Primero que nada, agradezco que mis dos hijos no estuvieran con mi esposo durante el ataque. Mi hijo de 4 ha trabajado duro para sobreponerse a algunos problemas de ansiedad y retrasos en su desarrollo, y no puedo imaginarme el retroceso que hubiera implicado para él ser testigo de semejante violencia contra su padre. Y mi hijo de 14, que tiene un físico fuerte que sobrepasa al de su padre, está en la edad en la que se siente invencible y haría cualquier cosa para proteger a su familia, pero aún es un niño. Es casi gracioso que estuviera enojada con ellos dos por no ir al shul con su padre, pero ahora estoy muy agradecida.

Agradezco que los paramédicos llevaran a mi esposo a un hospital que está sólo a una cuadra de nuestra casa (el mismo hospital al que va mi esposo a tocar el shofar en Rosh Hashaná y a sacudir el lulav y el etrog en Sucot, con los pacientes judíos). Si bien este hospital no está cubierto por nuestro seguro médico, fue de mucha ayuda que yo pudiera dejar a los niños y a las visitas en casa y luego caminar hasta allí para acompañar a mi esposo.

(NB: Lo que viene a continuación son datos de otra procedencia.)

//! The merge executor collaborator interface.
//!
//! The queue worker drives merges through this trait; the engine never talks
//! to the code host directly. The worker calls [`MergeExecutor::merge`] at
//! most once per queue entry and never retries: a failed entry stays failed
//! until a fresh eligible admission is made after the underlying issue is
//! resolved.

use async_trait::async_trait;
use std::sync::Mutex;
use thiserror::Error;

use crate::types::{PrNumber, Sha};

/// How a merge failure should be understood by an operator.
///
/// The classification is informational only: the queue treats every failure
/// as terminal for the entry regardless of kind.
#[derive(Debug, Clone, Copy, PartialEq, Eq)]
pub enum MergeErrorKind {
    /// Infrastructure trouble (5xx, rate limit, network). A later admission
    /// will likely succeed without any change to the PR.
    Transient,
    /// The merge was rejected for a reason that needs a human (permissions,
    /// conflicts discovered at merge time, policy).
    Permanent,
    /// The PR head moved between admission and merge execution; the entry's
    /// snapshot is stale and a fresh eligibility pass is required.
    StaleHead,
}

/// A failed merge execution.
#[derive(Debug, Error)]
#[error("merge failed ({kind:?}): {message}")]
pub struct MergeError {
    pub kind: MergeErrorKind,
    pub message: String,
}

impl MergeError {
    pub fn transient(message: impl Into<String>) -> Self {
        MergeError {
            kind: MergeErrorKind::Transient,
            message: message.into(),
        }
    }

    pub fn permanent(message: impl Into<String>) -> Self {
        MergeError {
            kind: MergeErrorKind::Permanent,
            message: message.into(),
        }
    }

    pub fn stale_head(message: impl Into<String>) -> Self {
        MergeError {
            kind: MergeErrorKind::StaleHead,
            message: message.into(),
        }
    }
}

/// Performs the actual code-host merge.
///
/// Implementations must be safe to call at most once per queue entry: the
/// `head` argument is the commit the entry was admitted with, and the merge
/// must not proceed if the PR head has since moved.
#[async_trait]
pub trait MergeExecutor: Send + Sync {
    async fn merge(&self, pr: PrNumber, head: &Sha) -> Result<(), MergeError>;
}

/// An executor that merges nothing.
///
/// Used in tests and in dry-run deployments where no code-host credentials
/// are configured. Records every call so tests can assert on exactly which
/// merges were requested; can be primed to fail.
#[derive(Debug, Default)]
pub struct NullMergeExecutor {
    calls: Mutex<Vec<(PrNumber, Sha)>>,
    failure: Mutex<Option<String>>,
}

impl NullMergeExecutor {
    pub fn new() -> Self {
        Self::default()
    }

    /// Makes every subsequent merge call fail with the given message.
    pub fn fail_with(&self, message: impl Into<String>) {
        *self.failure.lock().expect("failure lock poisoned") = Some(message.into());
    }

    /// The merges requested so far, in call order.
    pub fn calls(&self) -> Vec<(PrNumber, Sha)> {
        self.calls.lock().expect("calls lock poisoned").clone()
    }

    pub fn call_count(&self) -> usize {
        self.calls.lock().expect("calls lock poisoned").len()
    }
}

#[async_trait]
impl MergeExecutor for NullMergeExecutor {
    async fn merge(&self, pr: PrNumber, head: &Sha) -> Result<(), MergeError> {
        self.calls
            .lock()
            .expect("calls lock poisoned")
            .push((pr, head.clone()));
        match self.failure.lock().expect("failure lock poisoned").as_ref() {
            Some(message) => Err(MergeError::permanent(message.clone())),
            None => Ok(()),
        }
    }
}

Y agradezco que mis hijos hayan aprendido una lección importante. La mañana siguiente, mi esposo se levantó, se vistió, se puso los anteojos de sol para cubrir sus heridas y les dijo a los niños que se prepararan para ir al shul. Mis hijos caminaron con orgullo junto a su padre, porque sabían que un golpe en la oscuridad no le impediría a un judío cumplir con una mitzvá.